If you have this topology I would expected that your server is connected to 103/1/5 and, for instance, 103/1/6.
So I wonder if you have instead a FEX Straight-Through Topology (Host vPC) topology with the server dual-homed to 2 different FEX's, like the picture below.
But also here I don't get how the 2 ports have the same name, like they were connected to the same FEX instead.
It would make more sense if your ports are connected to 103/1/5 and, for instance, 104/1/5.
Which topology do you have?
Can you print 'show fex' from both N5k please?
The topology is important to determine the type of LB you can have.
With FEX (2148) in straight through mode you can have up to two ports in a vPC per server with each port terminating on a different FEX. So FEX straight-through = active/active on server.
With FEX in Active/Active topology you cannot have host vPC. You can, however, run the servers in Active/Standby or TLB (Transmit Load Balancing) configurations.
If your FEX is Active/Active but you configure vPC mode on the server you might have MAC flapping between VPCx and VPC peer-link on the Nexus.
Riccardo
ā01-11-2012 06:15 AM
Ricardo,
I'm sorry I was not clear enough : My 2232PP FEX are attached in Straighthrough topology, and the port numbers are the same on both sides because the FEX numbers are the smae on both sides :
N5K1# show fex
FEX FEX FEX FEX
Number Description State Model Serial
------------------------------------------------------------------------
101 FEX0101 Online N2K-C2232PP-10GE JAF1443AFNB
102 FEX0102 Online N2K-C2232PP-10GE JAF1444BTBA
103 FEX0103 Online N2K-C2232PP-10GE JAF1444BSSR
104 FEX0104 Online N2K-C2232PP-10GE JAF1444BTAD
105 FEX0105 Online N2K-C2248TP-1GE JAF1523DEPG
106 FEX0106 Online N2K-C2248TP-1GE JAF1523DECR
N5K2
# show FEX
FEX FEX FEX FEX
Number Description State Model Serial
------------------------------------------------------------------------
101 FEX0101 Online N2K-C2232PP-10GE JAF1443AFHR
102 FEX0102 Online N2K-C2232PP-10GE JAF1444BSKR
103 FEX0103 Online N2K-C2232PP-10GE JAF1443AFNP
104 FEX0104 Online N2K-C2232PP-10GE JAF1443AFKD
105 FEX0105 Online N2K-C2248TP-1GE JAF1523CPBN
106 FEX0106 Online N2K-C2248TP-1GE JAF1523DETE
AFAIK, it's best practice to have the same numbers on both sides. This makes the N5K configuration much simpler as it's the same on both N5K.

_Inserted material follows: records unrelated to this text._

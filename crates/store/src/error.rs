use thiserror::Error;

#[derive(Debug, Error)]
pub enum Error {
    #[error(transparent)]
    Io(#[from] std::io::Error),

    #[error(transparent)]
    Json(#[from] serde_json::Error),

    #[error("invalid key: {key}")]
    InvalidKey { key: String },
}

impl Error {
    #[must_use]
    pub fn invalid_key(key: impl Into<String>) -> Self {
        Self::InvalidKey { key: key.into() }
    }
}

pub type Result<T> = std::result::Result<T, Error>;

NB: As of a recent NX-OS release, active/active dual-homed servers are now supported on Dual-Home FEX topology, even when plug on 2 different FEXs.
Vincent.
ā01-11-2012 06:55 AM
Hi Vincent,
ok I see, thanks for claryfing. Without proper topology understanding is quite difficult to determine why a given behavior occcurs. You don't have VPCs between n5k and FEXs right? I guess you really have the second topology I posted, correct?
Also, which release you run on N5k?
Few questions about the flapping messages:
1) Is the flapping MAC always flapping between host vPC and vPC link or do you see it flapping between other ports too?
2) How often do you see a given MAC flapping during the day?
3) Do you see the flapping on one N5k only or on both of them?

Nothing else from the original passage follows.